Utilizzare il sistema di Intelligenza Artificiale (IA) di Microsoft Azure per semplificare l’elaborazione delle fatture e della documentazione relativa ai sinistri. È la soluzione scelta dal Gruppo Volvo per aiutare i propri dipendenti e clienti nel disbrigo di queste pratiche amministrative. In particolare, con l’IA di Azure e di Document Intelligence come soluzione cloud aziendale, si potranno estrarre dati da immagini come fotografie e francobolli e tradurre documenti da e verso più lingue.
Dopo un periodo di prova di sei settimane e una sequenza temporale di produzione di quattro mesi, Volvo ha definitivamente lanciato questa soluzione che, semplificando l’elaborazione dei documenti e soddisfacendo gli obiettivi di estrazione dei dati dalle immagini e dalla traduzione, consentirà al Gruppo di risparmiare più di 10.000 ore di lavoro manuale all’anno.
Automatizzare l’estrazione dei dati critici
«Recentemente abbiamo avuto due scenari nel settore dei servizi e dei finanziamenti che dovevamo trasformare ed entrambi avevano a che fare con l’elaborazione di documenti critici interni e rivolti ai clienti, comprese fatture e note di credito – ha spiegato Malladi Kumara Datta, responsabile sviluppo prodotto nell’automazione robotica dei processi (RPA) – I dati erano complessi e arrivavano in varie forme, tra cui e-mail, pdf digitali e scansionati e fatture scritte. Alcuni atti erano timbrati o contenevano immagini e molti avevano tabelle su più pagine. C’erano anche altri documenti come ricevute di trasporto, contratti e termini e condizioni, che complicavano ulteriormente i processi».
I tecnici del settore automazione hanno così cercato di rendere il sistema più efficiente per utilizzare meglio le info raccolte e, soprattutto, estrarre facilmente dati accurati da documenti contenenti immagini, timbri e testo stampato con sopra note scritte a mano. L’altro obiettivo principale era quello di prendere documenti in più lingue e tradurre le loro informazioni nel linguaggio specificato dal team che ne necessitava. «La soluzione non richiedeva solo la lettura dei dati – sottolinea Datta – ma doveva anche prendere decisioni basate su di essi, compreso se fosse necessaria o meno una traduzione, e indirizzare il risultato al team o all’archivio giusto, a seconda della fase in cui si trovava il processo».
La scelta di Microsoft Azure
La scelta del Gruppo Volvo è caduta sui servizi AI di Microsoft Azure e su altre tecnologie Microsoft come Azure AI Document Intelligence che offrono grande flessibilità.

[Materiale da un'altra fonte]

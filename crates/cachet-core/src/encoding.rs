//! # Wire Encoding Utilities
//!
//! Primitives shared by every layer of the wire format:
//!
//! - URL-safe base64 with the `=` padding stripped on encode and tolerated
//!   (but not required) on decode.
//! - Minimal big-endian integer encoding, used for the timestamp segment.
//!   Zero encodes to the empty byte string.
//! - Constant-time byte comparison for signature checks.

use base64::alphabet;
use base64::engine::general_purpose::{GeneralPurpose, GeneralPurposeConfig};
use base64::engine::DecodePaddingMode;
use base64::Engine;
use subtle::ConstantTimeEq;

use crate::error::DecodeError;

const URL_SAFE_UNPADDED: GeneralPurpose = GeneralPurpose::new(
    &alphabet::URL_SAFE,
    GeneralPurposeConfig::new()
        .with_encode_padding(false)
        .with_decode_padding_mode(DecodePaddingMode::Indifferent),
);

/// Encode bytes as URL-safe base64 (`-` and `_`), without `=` padding.
pub fn urlsafe_b64_encode(data: &[u8]) -> String {
    URL_SAFE_UNPADDED.encode(data)
}

/// Decode URL-safe base64, with or without trailing `=` padding.
///
/// # Errors
///
/// Returns [`DecodeError::InvalidBase64`] for characters outside the
/// URL-safe alphabet, an impossible length, or non-canonical trailing bits.
pub fn urlsafe_b64_decode(data: &str) -> Result<Vec<u8>, DecodeError> {
    URL_SAFE_UNPADDED
        .decode(data)
        .map_err(|e| DecodeError::InvalidBase64(e.to_string()))
}

/// Encode an integer as its minimal big-endian byte string.
///
/// There is never a leading zero byte, and `0` encodes to `[]`.
pub fn int_to_bytes(n: u64) -> Vec<u8> {
    let skip = (n.leading_zeros() / 8) as usize;
    n.to_be_bytes()[skip..].to_vec()
}

/// Decode a big-endian byte string into an integer. `[]` decodes to `0`.
///
/// # Errors
///
/// Returns [`DecodeError::IntegerOverflow`] if the value does not fit in a
/// `u64`.
pub fn bytes_to_int(bytes: &[u8]) -> Result<u64, DecodeError> {
    bytes.iter().try_fold(0u64, |acc, &b| {
        acc.checked_mul(256)
            .map(|shifted| shifted | u64::from(b))
            .ok_or(DecodeError::IntegerOverflow(bytes.len()))
    })
}

/// Compare two byte strings without leaking where they differ.
///
/// Inputs of different lengths are rejected immediately. That reveals the
/// length, never the content. Equal-length inputs are compared over every
/// byte with no early exit.
pub fn constant_time_equal(a: &[u8], b: &[u8]) -> bool {
    if a.len() != b.len() {
        return false;
    }
    a.ct_eq(b).into()
}

#[cfg(test)]
mod tests {
    use super::*;
    use proptest::prelude::*;

    #[test]
    fn test_b64_encode_strips_padding() {
        assert_eq!(urlsafe_b64_encode(b"a"), "YQ");
        assert_eq!(urlsafe_b64_encode(b"ab"), "YWI");
        assert_eq!(urlsafe_b64_encode(b"abc"), "YWJj");
        assert_eq!(urlsafe_b64_encode(b""), "");
    }

    #[test]
    fn test_b64_encode_uses_urlsafe_alphabet() {
        // 0xfb 0xff encodes to "+/8=" in the standard alphabet.
        assert_eq!(urlsafe_b64_encode(&[0xfb, 0xff]), "-_8");
    }

    #[test]
    fn test_b64_decode_accepts_missing_and_present_padding() {
        assert_eq!(urlsafe_b64_decode("YQ").unwrap(), b"a");
        assert_eq!(urlsafe_b64_decode("YQ==").unwrap(), b"a");
        assert_eq!(urlsafe_b64_decode("-_8").unwrap(), vec![0xfb, 0xff]);
    }

    #[test]
    fn test_b64_decode_rejects_standard_alphabet() {
        assert!(urlsafe_b64_decode("+/8").is_err());
    }

    #[test]
    fn test_b64_decode_rejects_impossible_length() {
        // A single trailing sextet cannot encode a whole byte.
        assert!(urlsafe_b64_decode("YWJjZ").is_err());
    }

    #[test]
    fn test_b64_decode_rejects_garbage() {
        assert!(matches!(
            urlsafe_b64_decode("not base64!"),
            Err(DecodeError::InvalidBase64(_))
        ));
    }

    #[test]
    fn test_int_to_bytes_known_values() {
        assert_eq!(int_to_bytes(0), Vec::<u8>::new());
        assert_eq!(int_to_bytes(1), vec![1]);
        assert_eq!(int_to_bytes(255), vec![255]);
        assert_eq!(int_to_bytes(256), vec![1, 0]);
        assert_eq!(int_to_bytes(u64::MAX), vec![0xff; 8]);
    }

    #[test]
    fn test_known_timestamp_encoding() {
        // 2016-01-10T08:12:31Z relative to 2011-01-01T00:00:00Z.
        let encoded = urlsafe_b64_encode(&int_to_bytes(158_573_551));
        assert_eq!(encoded, "CXOj7w");
    }

    #[test]
    fn test_bytes_to_int_known_values() {
        assert_eq!(bytes_to_int(&[]).unwrap(), 0);
        assert_eq!(bytes_to_int(&[1, 0]).unwrap(), 256);
        assert_eq!(bytes_to_int(&[0, 0, 1]).unwrap(), 1);
    }

    #[test]
    fn test_bytes_to_int_rejects_overflow() {
        assert!(matches!(
            bytes_to_int(&[1; 9]),
            Err(DecodeError::IntegerOverflow(9))
        ));
    }

    #[test]
    fn test_constant_time_equal_unequal_lengths() {
        assert!(!constant_time_equal(b"four", b"sixsix"));
        assert!(!constant_time_equal(b"", b"a"));
    }

    #[test]
    fn test_constant_time_equal_same_length() {
        assert!(constant_time_equal(b"same", b"same"));
        assert!(!constant_time_equal(b"same", b"sane"));
        assert!(constant_time_equal(b"", b""));
    }

    proptest! {
        /// Integer encoding is minimal and reversible.
        #[test]
        fn int_bytes_inverse(n in any::<u64>()) {
            let bytes = int_to_bytes(n);
            prop_assert!(bytes.first() != Some(&0));
            prop_assert_eq!(bytes_to_int(&bytes).unwrap(), n);
        }

        /// Encoded output never contains padding or the standard alphabet's
        /// URL-unsafe characters.
        #[test]
        fn b64_output_is_urlsafe(data in prop::collection::vec(any::<u8>(), 0..64)) {
            let encoded = urlsafe_b64_encode(&data);
            prop_assert!(!encoded.contains(['=', '+', '/', '.']));
            prop_assert_eq!(urlsafe_b64_decode(&encoded).unwrap(), data);
        }
    }
}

«I documenti vengono ricevuti tramite Microsoft Outlook – precisa Annavi Pushpalatha, responsabile RPA per la digitalizzazione del flusso di lavoro – Poi utilizziamo il connettore cloud Power Automate per Office 365 per copiare, ad esempio, un particolare file pdf. Usando inoltre Azure Data Factory, possiamo preelaborare i documenti per rimuovere eventuali disturbi dalle immagini scansionate, ruotare e mettere in sequenza le immagini stesse e tagliare le pagine non necessarie. Alla fine, risulta un file XML o CSV, a seconda della divisione del Gruppo Volvo a cui verrà inviato. Dopo il ciclo di vita dell’automazione, i file vengono rimossi dallo spazio di archiviazione e registrati in un sistema designato».
Volvo ha inoltre utilizzato Power Automate per creare una tabella dati in sharepoint che riassumesse i tempi di elaborazione per ciascun documento. Le informazioni sono state quindi collegate a un report di Power BI per tenere traccia di parametri quali il tempo di elaborazione medio, il tempo di throughput (cioè il numero di processi smaltiti in una unità di tempo) e il tasso di successo dell’automazione.
Dal progetto pilota di 6 settimane alla produzione di 4 mesi
«Lavorando con Microsoft e la Customer Success Unit, siamo passati da un periodo di prova di sei settimane a una sequenza temporale di produzione di quattro mesi – continua Pushpalatha – Finora abbiamo impiegato la soluzione in diversi mercati, ma sono previste ulteriori implementazioni e nuove funzionalità che offrono ancora più possibilità di preelaborazione e automazione».
Dall’inizio della sperimentazione le ore di lavoro manuale risparmiate sono state circa 850 al mese.
Tra i vantaggi acquisiti spiccano il risparmio di tempo, la migliore qualità e il riscontro positivo da parte dei dipendenti, «che hanno più tempo per concentrarsi sull’innovazione e sui compiti legati alle loro competenze specifiche».